Estava-se no mês em que começa o Verão e o calor já era insuportável. Lisboa sofria esse efeito e, quando o corpo foi descoberto pela empregada de limpeza, às 18 horas, já o mesmo exalava um odor desagradável.

Para o Inspector António Garçôa o caso estava a revestir-se de dificuldades, dado haver quatro suspeitos, que apresentavam álibis consistentes quando interrogados pelos investigadores da PJ que, uma vez no local, recolheram indícios, pistas, interrogando a empregada de limpeza, alguns vizinhos, curiosos. Garçôa relia mais uma vez os relatórios elaborados pelos seus subordinados, que estavam convencidos que ele já dispunha de dados suficientes para deslindar o caso sem sair da secção. Ou não fosse ele o “teórico”, como era carinhosamente tratado – ainda por cima um crime ocorrido no dia do seu aniversário e a três dias da data em que a Igreja comemora o dia do santo que tem o seu nome.

Os factos, tal e qual estavam descritos nos vários relatórios, eram os que se seguem. A vítima tinha 60 anos, era do sexo masculino e chamava-se José da Costa. Era de fraca compleição física e ninguém lhe conhecia ocupação profissional desde que viera morar para aquela casa, há muitos anos, onde exercia actividades ilegais de vidência e bruxaria. Dava consultas diárias ao longo do dia a clientes vindos de longe, que nunca a vizinhança viu entrar em sua casa alguém que morasse perto.
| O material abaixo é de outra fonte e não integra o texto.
use async_trait::async_trait;
use tokio_postgres::{Error, Row};

use super::{job_title, object, user, Client};

#[derive(Clone, Debug)]
pub struct Employee {
    pub id: Id,
    pub full_name: String,
    /// Natural key, distinct from the surrogate `id`.
    pub personnel_number: String,
    pub phone_number: String,
    pub email: String,
    pub bank_details: String,
    pub passport: String,
    pub job_title: Option<job_title::Id>,
    pub object: Option<object::Id>,
    /// At most one employee links to a given user.
    pub user: Option<user::Id>,
}

define_id!(Id);

#[async_trait]
pub trait EmployeeStore {
    async fn get_employee_by_id(
        &self,
        id: Id,
    ) -> Result<Option<Employee>, Error>;

    async fn get_employee_by_personnel_number(
        &self,
        personnel_number: &str,
    ) -> Result<Option<Employee>, Error>;

    async fn get_employee_by_user(
        &self,
        user: user::Id,
    ) -> Result<Option<Employee>, Error>;

    async fn list_employees(&self) -> Result<Vec<Employee>, Error>;

    async fn write_employee(&self, employee: &Employee) -> Result<(), Error>;

    /// Deletes the employee together with its work-time records.
    async fn delete_employee(&self, id: Id) -> Result<bool, Error>;
}

const COLUMNS: &str = "id, full_name, personnel_number, phone_number, email, \
                       bank_details, passport, job_title_id, object_id, \
                       user_id";

fn from_row(row: &Row) -> Employee {
    Employee {
        id: row.get("id"),
        full_name: row.get("full_name"),
        personnel_number: row.get("personnel_number"),
        phone_number: row.get("phone_number"),
        email: row.get("email"),
        bank_details: row.get("bank_details"),
        passport: row.get("passport"),
        job_title: row.get("job_title_id"),
        object: row.get("object_id"),
        user: row.get("user_id"),
    }
}

#[async_trait]
impl EmployeeStore for Client {
    async fn get_employee_by_id(
        &self,
        id: Id,
    ) -> Result<Option<Employee>, Error> {
        let sql = format!("SELECT {COLUMNS} FROM employees WHERE id = $1");
        Ok(self.0.query_opt(&sql, &[&id]).await?.as_ref().map(from_row))
    }

    async fn get_employee_by_personnel_number(
        &self,
        personnel_number: &str,
    ) -> Result<Option<Employee>, Error> {
        let sql = format!(
            "SELECT {COLUMNS} FROM employees WHERE personnel_number = $1"
        );
        Ok(self
            .0
            .query_opt(&sql, &[&personnel_number])
            .await?
            .as_ref()
            .map(from_row))
    }

    async fn get_employee_by_user(
        &self,
        user: user::Id,
    ) -> Result<Option<Employee>, Error> {
        let sql = format!("SELECT {COLUMNS} FROM employees WHERE user_id = $1");
        Ok(self.0.query_opt(&sql, &[&user]).await?.as_ref().map(from_row))
    }

    async fn list_employees(&self) -> Result<Vec<Employee>, Error> {
        let sql = format!("SELECT {COLUMNS} FROM employees ORDER BY full_name");
        Ok(self.0.query(&sql, &[]).await?.iter().map(from_row).collect())
    }

    async fn write_employee(&self, employee: &Employee) -> Result<(), Error> {
        const SQL: &str = "\
            INSERT INTO employees (id, full_name, personnel_number, \
                                   phone_number, email, bank_details, \
                                   passport, job_title_id, object_id, \
                                   user_id) \
            VALUES ($1, $2, $3, $4, $5, $6, $7, $8, $9, $10) \
            ON CONFLICT (id) DO UPDATE \
            SET full_name = EXCLUDED.full_name, \
                personnel_number = EXCLUDED.personnel_number, \
                phone_number = EXCLUDED.phone_number, \
                email = EXCLUDED.email, \
                bank_details = EXCLUDED.bank_details, \
                passport = EXCLUDED.passport, \
                job_title_id = EXCLUDED.job_title_id, \
                object_id = EXCLUDED.object_id, \
                user_id = EXCLUDED.user_id";

        self.0
            .execute(
                SQL,
                &[
                    &employee.id,
                    &employee.full_name,
                    &employee.personnel_number,
                    &employee.phone_number,
                    &employee.email,
                    &employee.bank_details,
                    &employee.passport,
                    &employee.job_title,
                    &employee.object,
                    &employee.user,
                ],
            )
            .await
            .map(drop)
    }

    async fn delete_employee(&self, id: Id) -> Result<bool, Error> {
        const SQL: &str = "DELETE FROM employees WHERE id = $1";
        Ok(self.0.execute(SQL, &[&id]).await? > 0)
    }
}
Constava que amealhara uma pequena fortuna e que a guardava dentro de casa.

Um dos vizinhos, mais loquaz, afirmou ter conhecimento de que a actividade do falecido se relacionava com a aplicação de técnicas inovadoras de bruxaria. Muitos clientes, porém, ficavam desagradados, não só porque os resultados não correspondiam aos objectivos, mas também porque ele cobrava demasiado pelos seus serviços. Uma particularidade conhecida, era que ele só atendia por marcação e os clientes eram da classe média-alta. Entravam e saíam discretamente e nunca se viam ajuntamentos à porta. Como a rua era estreita, deixavam as viaturas nas redondezas e vinham a pé. Todas estas confidências do vizinho foram confirmadas pelos investigadores.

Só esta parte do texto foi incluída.